2. Methods for Solving Differential Equations
Differential equations that model complex natural phenomena are generally not easily solved analytically. Therefore, the behavior of the solutions of such equations is more often studied using numerical methods, such as Euler’s method, Runge-Kutta method, and finite difference methods. In addition to numerical methods, there is also a collection of other methods that can be used, called semi-analytic methods, such as the variational iteration method, differential transform method, homotopy analysis method, and Adomian decomposition method. At the center, research is conducted applying these methods to various differential equations.
3. Morrey Spaces
Morrey spaces are a generalization of Lebesgue spaces Lp, which are spaces of functions defined using a generalization of the ppp-norm known in finite-dimensional vector spaces. At the center, research on Morrey spaces focuses on the properties satisfied by functional operators such as fractional integral operators and maximal operators defined on Morrey spaces or on a variant of Morrey spaces called Morrey-Adams spaces.
4. Herz Space
Like Morrey spaces, Herz spaces are a generalization of Lebesgue spaces Lp. Generally, Morrey spaces consider the ratio of the integral of a function over a ball to a power of the size of the ball. In Herz spaces, the integral of the function is considered over an annulus centered at zero. At the center, research on Herz spaces also focuses on the properties of functional operators such as fractional integral operators and maximal operators. In addition, the properties of the Hardy operator and the Hilbert operator are also studied.

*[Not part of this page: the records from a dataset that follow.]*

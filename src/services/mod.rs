pub mod admin_service;
pub mod auth_service;
pub mod cart_service;
pub mod company_service;
pub mod discount_service;
pub mod impersonation_service;
pub mod order_service;
pub mod pricing_service;
pub mod product_service;
pub mod stage_service;
pub mod tenancy_service;
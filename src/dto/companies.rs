use serde::{Deserialize, Serialize};
use utoipa::ToSchema;
use uuid::Uuid;

use crate::{
    domain::{ActiveCompany, ApprovalStatus, CompanyRole},
    models::{Company, CompanyMember, CompanyMembership, User},
};

#[derive(Debug, Deserialize, ToSchema)]
pub struct SelectCompanyRequest {
    pub company_id: Uuid,
}

#[derive(Debug, Deserialize, ToSchema)]
pub struct ImpersonateRequest {
    pub company_id: Uuid,
}

/// Server-side session as seen by the client.
#[derive(Debug, Clone, Serialize, ToSchema)]
pub struct SessionState {
    pub session_id: Uuid,
    pub user_id: Uuid,
    pub active_company_id: Option<Uuid>,
    pub impersonated_company_id: Option<Uuid>,
    pub resolution: ActiveCompany,
    /// Client-side caches to drop, set when the acting company changed.
    pub invalidate: Vec<String>,
}

#[derive(Debug, Serialize, ToSchema)]
pub struct MyCompanies {
    pub items: Vec<CompanyMembership>,
    pub resolution: ActiveCompany,
}

#[derive(Debug, Deserialize, ToSchema)]
pub struct CreateCompanyRequest {
    pub name: String,
    pub document: String,
}

#[derive(Debug, Deserialize, ToSchema)]
pub struct ApprovalRequest {
    pub status: ApprovalStatus,
}

#[derive(Debug, Deserialize, ToSchema)]
pub struct SetActiveRequest {
    pub active: bool,
}

#[derive(Debug, Deserialize, ToSchema)]
pub struct ApprovalListQuery {
    pub status: Option<ApprovalStatus>,
}

#[derive(Debug, Serialize, ToSchema)]
pub struct CompanyList {
    pub items: Vec<Company>,
}

#[derive(Debug, Serialize, ToSchema)]
pub struct UserList {
    pub items: Vec<User>,
}

#[derive(Debug, Deserialize, ToSchema)]
pub struct AddMemberRequest {
    pub user_id: Uuid,
    pub role: CompanyRole,
}

#[derive(Debug, Serialize, ToSchema)]
pub struct MemberList {
    pub items: Vec<CompanyMember>,
}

5. Development of Assessment Methods
Since learning activities shifted from offline to online due to the COVID-19 pandemic, various challenges have arisen for educators in maintaining learning quality, one of which is in assessment. As a result, research developing objective assessment methods has become increasingly relevant. At the center, research is conducted to develop both offline and online assessment methods that minimize dishonesty.

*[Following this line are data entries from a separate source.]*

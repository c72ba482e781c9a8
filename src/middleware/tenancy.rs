use axum::extract::FromRequestParts;

use crate::{
    domain::{CompanyRole, RequestContext},
    error::AppError,
    middleware::auth::AuthUser,
    services::tenancy_service,
    state::AppState,
};

/// Extracts the [`RequestContext`] for company-scoped handlers. Requests that
/// cannot resolve an active company are rejected before the handler runs.
#[derive(Debug, Clone)]
pub struct CompanyScope(pub RequestContext);

impl FromRequestParts<AppState> for CompanyScope {
    type Rejection = AppError;

    async fn from_request_parts(
        parts: &mut axum::http::request::Parts,
        state: &AppState,
    ) -> Result<Self, Self::Rejection> {
        let user = AuthUser::from_request_parts(parts, state).await?;
        let ctx = tenancy_service::resolve_context(state, &user).await?;
        Ok(CompanyScope(ctx))
    }
}

pub fn ensure_company_role(ctx: &RequestContext, allowed: &[CompanyRole]) -> Result<(), AppError> {
    if !ctx.has_role(allowed) {
        return Err(AppError::Forbidden);
    }
    Ok(())
}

6. Development of Enrichment Materials
Mathematics learning activities, especially at the university level, are always open to development not only pedagogically but also in terms of content. At the center, research is conducted to develop interesting materials that can be added as enrichment or as project materials in certain basic undergraduate mathematics courses.
7. Statistical Literacy
Statistical literacy is one of the key skills that a person must have in an information-rich world, and formal education in schools is expected to play a role in this. Statistical literacy is described as the ability to interpret, critically evaluate, and communicate statistical information and messages. Statistical literacy is believed to be the result of interconnected joint activities among components: literacy, statistical and mathematical skills, contextual understanding, and critical thinking. Kahneman discusses why we find it difficult to think statistically, and why it is easier to think associatively, with analogies, or cause-and-effect reasoning. He explains that statistics require us to think about many things at once, and the limitations of human reason —often too confident in what it knows but unable to measure its own ignorance and uncertainty— is one of the causes. Research at the center in this field examines data on statistical literacy abilities and develops statistical literacy assessment instruments and both qualitative and quantitative methods that can be used.